The Germanic root likely made its way into French via Latinization of Frankish Walholant "Gaul," literally "Land of the Foreigners". Germanic w regularly becomes gu / g in French (cf. guerre 'war', garder 'ward'), and the diphthong au is the regular outcome of al before another consonant (cf. cheval ~ chevaux). Gaule or Gaulle can hardly be derived from Latin Gallia, since g would become j before a (gamba > jambe), and the diphthong au would be unexplained. Note that the regular outcome of Latin Gallia in French is Jaille, which is found in several western placenames.

Similarly, French Gallois, "Welsh," is not from Latin Galli but (with suffix substitution) from Proto-Germanic *walhisks "Celtic, Gallo-Roman, Romance" or from its Old English descendant wælisċ (= Modern English Welsh). Wælisċ originates from Proto-Germanic *walhiska- 'foreign' or "Celt" (South German Welsch(e) "Celtic speaker," "French speaker," "Italian speaker"; Old Norse valskr, pl. valir "Gaulish," "French,"). In Old French, the words gualeis, galois, and (Northern French) walois could mean either Welsh or the Langue d'oïl. However, Northern French Waulle is first recorded in the 13th century to translate Latin Gallia, while gaulois is first recorded in the 15th century to translate Latin Gallus / Gallicus (see Gaul: Name).

The Proto-Germanic terms may ultimately have a Celtic root: Volcae, or Uolcae. The Volcae were a Celtic tribe who originally lived in southern Germany and then emigrated to Gaul; for two centuries they barred the southward expansion of the Germanic tribes. Most modern Celticists consider Uolcae to be related to Welsh gwalch 'hawk', and perhaps more distantly to Latin falco (id.) The name would have initially appeared in Proto-Germanic as *wolk- and become *walh- via Grimm's Law.
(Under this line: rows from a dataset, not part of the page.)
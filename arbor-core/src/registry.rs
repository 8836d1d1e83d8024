//! Tag -> factory registry for condition and action variants.
//!
//! Save files carry each condition and action as a type tag plus a JSON
//! parameter object. On load the tag is looked up here; built-in variants are
//! pre-registered and hosts add their own with [`VariantRegistry::register_condition`]
//! and [`VariantRegistry::register_action`]. A tag that nobody registered, or
//! parameters a factory rejects, degrade to [`ConditionKind::Unknown`] /
//! [`ActionKind::Noop`] so one bad entry never aborts a load.

use crate::action::{self, ActionKind, LogLevel};
use crate::condition::{self, ConditionKind};
use crate::context::Scope;
use crate::error::CoreError;
use crate::guard::GuardExpr;
use crate::value::{CompareOp, Value};
use serde::de::DeserializeOwned;
use serde::Deserialize;
use std::collections::HashMap;
use std::fmt;
use tracing::warn;

pub type ConditionFactory =
    Box<dyn Fn(&serde_json::Value) -> Result<ConditionKind, CoreError> + Send + Sync>;
pub type ActionFactory = Box<dyn Fn(&serde_json::Value) -> Result<ActionKind, CoreError> + Send + Sync>;

pub struct VariantRegistry {
    conditions: HashMap<String, ConditionFactory>,
    actions: HashMap<String, ActionFactory>,
}

impl fmt::Debug for VariantRegistry {
    fn fmt(&self, f: &mut fmt::Formatter<'_>) -> fmt::Result {
        let mut conditions: Vec<_> = self.conditions.keys().collect();
        let mut actions: Vec<_> = self.actions.keys().collect();
        conditions.sort();
        actions.sort();
        f.debug_struct("VariantRegistry")
            .field("conditions", &conditions)
            .field("actions", &actions)
            .finish()
    }
}

impl Default for VariantRegistry {
    fn default() -> Self {
        Self::new()
    }
}

fn parse_params<T: DeserializeOwned>(tag: &str, params: &serde_json::Value) -> Result<T, CoreError> {
    serde_json::from_value(params.clone()).map_err(|e| CoreError::InvalidVariant {
        tag: tag.to_string(),
        reason: e.to_string(),
    })
}

#[derive(Deserialize)]
struct BooleanParams {
    value: bool,
}

#[derive(Deserialize)]
struct VariableParams {
    name: String,
    #[serde(default)]
    scope: Scope,
    op: CompareOp,
    value: Value,
}

#[derive(Deserialize)]
struct InputParams {
    input: String,
}

#[derive(Deserialize)]
struct ExpressionParams {
    expr: String,
}

#[derive(Deserialize)]
struct ObjectiveParams {
    quest: String,
    objective: String,
}

#[derive(Deserialize)]
struct RelationshipParams {
    npc: String,
    op: CompareOp,
    level: Value,
}

#[derive(Deserialize)]
struct QuestStatusParams {
    quest: String,
    status: String,
}

#[derive(Deserialize)]
struct SetVariableParams {
    name: String,
    #[serde(default)]
    scope: Scope,
    value: Value,
}

#[derive(Deserialize)]
struct AddToVariableParams {
    name: String,
    #[serde(default)]
    scope: Scope,
    amount: Value,
}

#[derive(Deserialize)]
struct LogParams {
    message: String,
    #[serde(default)]
    level: LogLevel,
}

#[derive(Deserialize)]
struct RelationshipDeltaParams {
    npc: String,
    delta: i64,
}

impl VariantRegistry {
    /// Creates a registry with every built-in variant registered.
    pub fn new() -> Self {
        let mut registry = Self::empty();

        registry.register_condition(condition::TAG_BOOLEAN, |p| {
            let p: BooleanParams = parse_params(condition::TAG_BOOLEAN, p)?;
            Ok(ConditionKind::Boolean(p.value))
        });
        registry.register_condition(condition::TAG_VARIABLE, |p| {
            let p: VariableParams = parse_params(condition::TAG_VARIABLE, p)?;
            Ok(ConditionKind::VariableCompare {
                name: p.name,
                scope: p.scope,
                op: p.op,
                value: p.value,
            })
        });
        registry.register_condition(condition::TAG_INPUT, |p| {
            let p: InputParams = parse_params(condition::TAG_INPUT, p)?;
            Ok(ConditionKind::InputMatch { input: p.input })
        });
        registry.register_condition(condition::TAG_EXPRESSION, |p| {
            let p: ExpressionParams = parse_params(condition::TAG_EXPRESSION, p)?;
            let expr = GuardExpr::parse(&p.expr)?;
            Ok(ConditionKind::Expression {
                source: p.expr,
                expr,
            })
        });
        registry.register_condition(condition::TAG_OBJECTIVE_COMPLETE, |p| {
            let p: ObjectiveParams = parse_params(condition::TAG_OBJECTIVE_COMPLETE, p)?;
            Ok(ConditionKind::ObjectiveComplete {
                quest: p.quest,
                objective: p.objective,
            })
        });
        registry.register_condition(condition::TAG_RELATIONSHIP, |p| {
            let p: RelationshipParams = parse_params(condition::TAG_RELATIONSHIP, p)?;
            Ok(ConditionKind::RelationshipThreshold {
                npc: p.npc,
                op: p.op,
                level: p.level,
            })
        });
        registry.register_condition(condition::TAG_QUEST_STATUS, |p| {
            let p: QuestStatusParams = parse_params(condition::TAG_QUEST_STATUS, p)?;
            Ok(ConditionKind::QuestStatus {
                quest: p.quest,
                status: p.status,
            })
        });

        registry.register_action(action::TAG_SET_VARIABLE, |p| {
            let p: SetVariableParams = parse_params(action::TAG_SET_VARIABLE, p)?;
            Ok(ActionKind::SetVariable {
                name: p.name,
                scope: p.scope,
                value: p.value,
            })
        });
        registry.register_action(action::TAG_ADD_TO_VARIABLE, |p| {
            let p: AddToVariableParams = parse_params(action::TAG_ADD_TO_VARIABLE, p)?;
            Ok(ActionKind::AddToVariable {
                name: p.name,
                scope: p.scope,
                amount: p.amount,
            })
        });
        registry.register_action(action::TAG_LOG, |p| {
            let p: LogParams = parse_params(action::TAG_LOG, p)?;
            Ok(ActionKind::Log {
                message: p.message,
                level: p.level,
            })
        });
        registry.register_action(action::TAG_COMPLETE_OBJECTIVE, |p| {
            let p: ObjectiveParams = parse_params(action::TAG_COMPLETE_OBJECTIVE, p)?;
            Ok(ActionKind::CompleteObjective {
                quest: p.quest,
                objective: p.objective,
            })
        });
        registry.register_action(action::TAG_SET_QUEST_STATUS, |p| {
            let p: QuestStatusParams = parse_params(action::TAG_SET_QUEST_STATUS, p)?;
            Ok(ActionKind::SetQuestStatus {
                quest: p.quest,
                status: p.status,
            })
        });
        registry.register_action(action::TAG_MODIFY_RELATIONSHIP, |p| {
            let p: RelationshipDeltaParams = parse_params(action::TAG_MODIFY_RELATIONSHIP, p)?;
            Ok(ActionKind::ModifyRelationship {
                npc: p.npc,
                delta: p.delta,
            })
        });

        registry
    }

    /// Creates a registry without the built-ins.
    pub fn empty() -> Self {
        Self {
            conditions: HashMap::new(),
            actions: HashMap::new(),
        }
    }

    /// Registers (or replaces) the factory for a condition tag.
    pub fn register_condition<F>(&mut self, tag: impl Into<String>, factory: F)
    where
        F: Fn(&serde_json::Value) -> Result<ConditionKind, CoreError> + Send + Sync + 'static,
    {
        self.conditions.insert(tag.into(), Box::new(factory));
    }

    pub fn register_action<F>(&mut self, tag: impl Into<String>, factory: F)
    where
        F: Fn(&serde_json::Value) -> Result<ActionKind, CoreError> + Send + Sync + 'static,
    {
        self.actions.insert(tag.into(), Box::new(factory));
    }

    pub fn has_condition(&self, tag: &str) -> bool {
        self.conditions.contains_key(tag)
    }

    pub fn has_action(&self, tag: &str) -> bool {
        self.actions.contains_key(tag)
    }

    /// Builds a condition kind, degrading to `Unknown` on any failure.
    pub fn build_condition(&self, tag: &str, params: &serde_json::Value) -> ConditionKind {
        let unknown = || ConditionKind::Unknown {
            tag: tag.to_string(),
            params: params.clone(),
        };
        match self.conditions.get(tag) {
            Some(factory) => factory(params).unwrap_or_else(|e| {
                warn!(tag, error = %e, "condition parameters rejected; treating as always false");
                unknown()
            }),
            None => {
                warn!(tag, "unknown condition type; treating as always false");
                unknown()
            }
        }
    }

    /// Builds an action kind, degrading to `Noop` on any failure.
    pub fn build_action(&self, tag: &str, params: &serde_json::Value) -> ActionKind {
        let noop = || ActionKind::Noop {
            tag: tag.to_string(),
            params: params.clone(),
        };
        match self.actions.get(tag) {
            Some(factory) => factory(params).unwrap_or_else(|e| {
                warn!(tag, error = %e, "action parameters rejected; action will do nothing");
                noop()
            }),
            None => {
                warn!(tag, "unknown action type; action will do nothing");
                noop()
            }
        }
    }
}

#[cfg(test)]
mod tests {
    use super::*;
    use crate::action::Action;
    use crate::condition::Condition;
    use crate::context::Context;
    use serde_json::json;

    #[test]
    fn test_builtins_rebuild_from_own_params() {
        let registry = VariantRegistry::new();
        let conditions = vec![
            Condition::boolean(true),
            Condition::input("go"),
            Condition::variable(Scope::Global, "gold", CompareOp::Ge, 5),
            Condition::expression("var.gold > 1").unwrap(),
            Condition::objective_complete("q", "o"),
            Condition::relationship("mira", CompareOp::Lt, 10),
            Condition::quest_status("q", "done"),
        ];
        for cond in conditions {
            let rebuilt = registry.build_condition(cond.tag(), &cond.kind.params());
            assert_eq!(rebuilt.tag(), cond.tag());
            assert_eq!(rebuilt.describe(), cond.kind.describe());
        }

        let actions = vec![
            Action::set_variable(Scope::Local, "x", 1),
            Action::add_to_variable(Scope::Global, "x", 2.5),
            Action::log("hello", LogLevel::Warn),
            Action::complete_objective("q", "o"),
            Action::set_quest_status("q", "done"),
            Action::modify_relationship("mira", -3),
        ];
        for act in actions {
            let rebuilt = registry.build_action(act.tag(), &act.kind.params());
            assert_eq!(rebuilt.tag(), act.tag());
            assert_eq!(rebuilt.describe(), act.kind.describe());
        }
    }

    #[test]
    fn test_unknown_tags_degrade() {
        let registry = VariantRegistry::new();
        let kind = registry.build_condition("weather_is", &json!({"weather": "rain"}));
        assert!(matches!(kind, ConditionKind::Unknown { ref tag, .. } if tag == "weather_is"));
        assert_eq!(kind.params(), json!({"weather": "rain"}));

        let kind = registry.build_action("play_sound", &json!(null));
        assert!(matches!(kind, ActionKind::Noop { .. }));
    }

    #[test]
    fn test_bad_params_degrade() {
        let registry = VariantRegistry::new();
        let kind = registry.build_condition(condition::TAG_VARIABLE, &json!({"name": 3}));
        assert!(matches!(kind, ConditionKind::Unknown { .. }));

        let kind = registry.build_condition(condition::TAG_EXPRESSION, &json!({"expr": "(("}));
        assert!(matches!(kind, ConditionKind::Unknown { .. }));
    }

    #[test]
    fn test_custom_registration() {
        let mut registry = VariantRegistry::empty();
        assert!(!registry.has_condition(condition::TAG_BOOLEAN));

        registry.register_condition("weather_is", |p| {
            let wanted = p
                .get("weather")
                .and_then(|v| v.as_str())
                .ok_or_else(|| CoreError::InvalidVariant {
                    tag: "weather_is".into(),
                    reason: "missing weather".into(),
                })?
                .to_string();
            Ok(ConditionKind::VariableCompare {
                name: "weather".into(),
                scope: Scope::Global,
                op: CompareOp::Eq,
                value: Value::Str(wanted),
            })
        });

        let kind = registry.build_condition("weather_is", &json!({"weather": "rain"}));
        let cond = Condition::new(kind);
        let mut ctx = Context::new("");
        ctx.set(Scope::Global, "weather", Value::from("rain"));
        assert!(cond.evaluate(&ctx));
    }
}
In the Middle Ages, territories with primarily Romance-speaking populations, such as France and Italy, were known in German as Welschland in contrast to Deutschland. The Proto-Germanic root word also yielded Vlach, Wallachia, Walloon, and the second part in Cornwall. The surnames Wallace and Walsh are also cognates.

==Gaels==

The term Gael is, despite superficial similarity, also completely unrelated to either Galli or Gaul. The name ultimately derives from the Old Irish word Goídel. Lenition rendered the /d/ silent, though it still appears as dh in the orthography of the modern Gaelic languages": (Irish and Manx) Gaedheal or Gael, Scottish Gaelic Gàidheal. Compare also the modern linguistic term Goidelic.

==Britanni==

The Celtic-speaking people of Great Britain were known as Brittanni or Brittones in Latin and as Βρίττωνες in Greek. An earlier form was Pritani, or Πρετ(τ)αν(ν)οί in Greek (as recorded by Pytheas in the 4th century BC, among others, and surviving in Welsh as Prydain, the old name for Britain). Related to this is *Priteni, the reconstructed self-designation of the people later called Picts, which is recorded later in Old Irish as Cruithin and Welsh as Prydyn.